#### Assigned task:
Copy exactly the lines from the first line of the records below through the line containing "Some(excluded) => kind", including both, and nothing else.

#### Exercise materials:
* * * * *
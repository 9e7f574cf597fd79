// SPDX-License-Identifier: AGPL-3.0-only
// Copyright (C) 2024 Jonathan Lee
// This program is free software: you can redistribute it and/or modify
// it under the terms of the GNU Affero General Public License version 3
// as published by the Free Software Foundation.
// This program is distributed in the hope that it will be useful,
// but WITHOUT ANY WARRANTY; without even the implied warranty of
// MERCHANTABILITY or FITNESS FOR A PARTICULAR PURPOSE.
// See the GNU Affero General Public License for more details.
// You should have received a copy of the GNU Affero General Public License
// along with this program. If not, see https://www.gnu.org/licenses/.

use super::{CubeVariables, RuleVariables};
use crate::model::DimensionKind;

pub const ANY_KIND: &str = "*";
pub const NOT_PREFIX: char = '!';

/// `*` matches anything, `!kind` matches anything but `kind`, any other
/// selector must equal the kind exactly.
pub fn test_kind(kind: &str, selector: &str) -> bool {
    if selector == ANY_KIND {
        return true;
    }
    match selector.strip_prefix(NOT_PREFIX) {
        Some(excluded) => kind != excluded,
        None => kind == selector,
    }
}

/// Positional match of `kinds` against `selectors`; lengths must agree.
pub fn strict_compare<S, K>(selectors: &[S], kinds: &[K]) -> bool
where
    S: AsRef<str>,
    K: AsRef<str>,
{
    selectors.len() == kinds.len()
        && selectors
            .iter()
            .zip(kinds)
            .all(|(selector, kind)| test_kind(kind.as_ref(), selector.as_ref()))
}

fn split_kinds(variables: &RuleVariables) -> Vec<DimensionKind> {
    variables
        .splits
        .iter()
        .map(|split| variables.data_cube.dimension(&split.reference).kind)
        .collect()
}

pub fn no_splits() -> impl Fn(&RuleVariables) -> bool + Send + Sync + 'static {
    |variables: &RuleVariables| variables.splits.is_empty()
}

pub fn number_of_splits_is_not(n: usize) -> impl Fn(&RuleVariables) -> bool + Send + Sync + 'static {
    move |variables: &RuleVariables| variables.splits.len() != n
}

pub fn number_of_series_is_not(n: usize) -> impl Fn(&RuleVariables) -> bool + Send + Sync + 'static {
    move |variables: &RuleVariables| variables.series.count() != n
}

pub fn are_exact_split_kinds(
    selectors: &[&str],
) -> impl Fn(&RuleVariables) -> bool + Send + Sync + 'static {
    let selectors: Vec<String> = selectors.iter().map(|s| s.to_string()).collect();
    move |variables: &RuleVariables| {
        if selectors.len() != variables.splits.len() {
            return false;
        }
        let kinds: Vec<&str> = split_kinds(variables).iter().map(|k| k.as_str()).collect();
        strict_compare(&selectors, &kinds)
    }
}

pub fn have_at_least_split_kinds(
    kinds: &[DimensionKind],
) -> impl Fn(&RuleVariables) -> bool + Send + Sync + 'static {
    let required = kinds.to_vec();
    move |variables: &RuleVariables| {
        let actual = split_kinds(variables);
        required.iter().all(|kind| actual.contains(kind))
    }
}

/// True when there are more splits than the data cube allows.
pub fn supported_splits_count() -> impl Fn(&RuleVariables) -> bool + Send + Sync + 'static {
    |variables: &RuleVariables| variables.data_cube.max_splits() < variables.splits.len()
}

pub fn no_selected_measures<V>() -> impl Fn(&V) -> bool + Send + Sync + 'static
where
    V: CubeVariables + 'static,
{
    |variables: &V| variables.series().is_empty()
}

pub fn lacks_dimension_kinds(
    kinds: &[DimensionKind],
) -> impl Fn(&RuleVariables) -> bool + Send + Sync + 'static {
    let kinds = kinds.to_vec();
    move |variables: &RuleVariables| {
        !kinds
            .iter()
            .any(|kind| variables.data_cube.has_dimension_of_kind(*kind))
    }
}

#[cfg(test)]
mod tests {
    use super::*;
    use crate::model::{AppSettings, DataCube, Dimension, Measure, SeriesList, Split, Splits};
    use proptest::prelude::*;
    use std::sync::Arc;

    const KINDS: [&str; 4] = ["string", "number", "time", "boolean"];

    fn cube() -> DataCube {
        DataCube::new("wiki")
            .with_dimension(Dimension::new("time", DimensionKind::Time))
            .with_dimension(Dimension::new("channel", DimensionKind::String))
            .with_dimension(Dimension::new("page", DimensionKind::String))
            .with_dimension(Dimension::new("commentLength", DimensionKind::Number))
            .with_measure(Measure::new("added"))
            .with_max_splits(2)
    }

    fn variables(references: &[&str], series: &[&str]) -> RuleVariables {
        let cube = cube();
        let splits: Splits = references
            .iter()
            .map(|r| Split::from_dimension(cube.dimension(r)))
            .collect();
        RuleVariables {
            data_cube: Arc::new(cube),
            splits,
            series: SeriesList::from_keys(series.iter().copied()),
            app_settings: Arc::new(AppSettings::default()),
            is_selected_visualization: false,
        }
    }

    #[test]
    fn strict_compare_examples() {
        assert!(strict_compare(&["time", "*"], &["time", "tut"]));
        assert!(!strict_compare(&["time", "*"], &["pouet", "time"]));
        assert!(!strict_compare(&["time"], &["time", "string"]));
        assert!(strict_compare(&["!time", "number"], &["string", "number"]));
        assert!(strict_compare::<&str, &str>(&[], &[]));
    }

    #[test]
    fn exact_split_kinds_is_positional() {
        let vars = variables(&["time", "channel"], &["added"]);
        assert!(are_exact_split_kinds(&["time", "string"])(&vars));
        assert!(are_exact_split_kinds(&["time", "*"])(&vars));
        assert!(!are_exact_split_kinds(&["string", "time"])(&vars));
        assert!(!are_exact_split_kinds(&["*"])(&vars));
        assert!(are_exact_split_kinds(&["!number", "!time"])(&vars));
    }

    #[test]
    fn at_least_split_kinds_ignores_order() {
        let vars = variables(&["channel", "time"], &[]);
        assert!(have_at_least_split_kinds(&[DimensionKind::Time])(&vars));
        assert!(have_at_least_split_kinds(&[
            DimensionKind::Time,
            DimensionKind::String
        ])(&vars));
        assert!(!have_at_least_split_kinds(&[DimensionKind::Number])(&vars));
    }

    #[test]
    fn arity_predicates() {
        let none = variables(&[], &[]);
        let two = variables(&["channel", "page"], &["added"]);
        assert!(no_splits()(&none));
        assert!(!no_splits()(&two));
        assert!(number_of_splits_is_not(1)(&two));
        assert!(!number_of_splits_is_not(2)(&two));
        assert!(number_of_series_is_not(2)(&two));
        assert!(no_selected_measures::<RuleVariables>()(&none));
        assert!(!no_selected_measures::<RuleVariables>()(&two));
    }

    #[test]
    fn split_count_predicate_fires_above_max_splits() {
        assert!(!supported_splits_count()(&variables(&["channel", "page"], &[])));
        assert!(supported_splits_count()(&variables(
            &["channel", "page", "time"],
            &[]
        )));
    }

    proptest! {
        #[test]
        fn kind_matcher_rules(kind in prop::sample::select(KINDS.to_vec()),
                              other in prop::sample::select(KINDS.to_vec())) {
            prop_assert!(test_kind(kind, "*"));
            prop_assert_eq!(test_kind(kind, other), kind == other);
            let negated = format!("!{other}");
            prop_assert_eq!(test_kind(kind, &negated), kind != other);
        }
    }
}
* * * * *
#### Solution:
repository 9e7f574cf597fd79
// SPDX-License-Identifier: AGPL-3.0-only
// Copyright (C) 2024 Jonathan Lee
// This program is free software: you can redistribute it and/or modify
// it under the terms of the GNU Affero General Public License version 3
// as published by the Free Software Foundation.
// This program is distributed in the hope that it will be useful,
// but WITHOUT ANY WARRANTY; without even the implied warranty of
// MERCHANTABILITY or FITNESS FOR A PARTICULAR PURPOSE.
// See the GNU Affero General Public License for more details.
// You should have received a copy of the GNU Affero General Public License
// along with this program. If not, see https://www.gnu.org/licenses/.

use super::{CubeVariables, RuleVariables};
use crate::model::DimensionKind;

pub const ANY_KIND: &str = "*";
pub const NOT_PREFIX: char = '!';

/// `*` matches anything, `!kind` matches anything but `kind`, any other
/// selector must equal the kind exactly.
pub fn test_kind(kind: &str, selector: &str) -> bool {
    if selector == ANY_KIND {
        return true;
    }
    match selector.strip_prefix(NOT_PREFIX) {
        Some(excluded) => kind != excluded,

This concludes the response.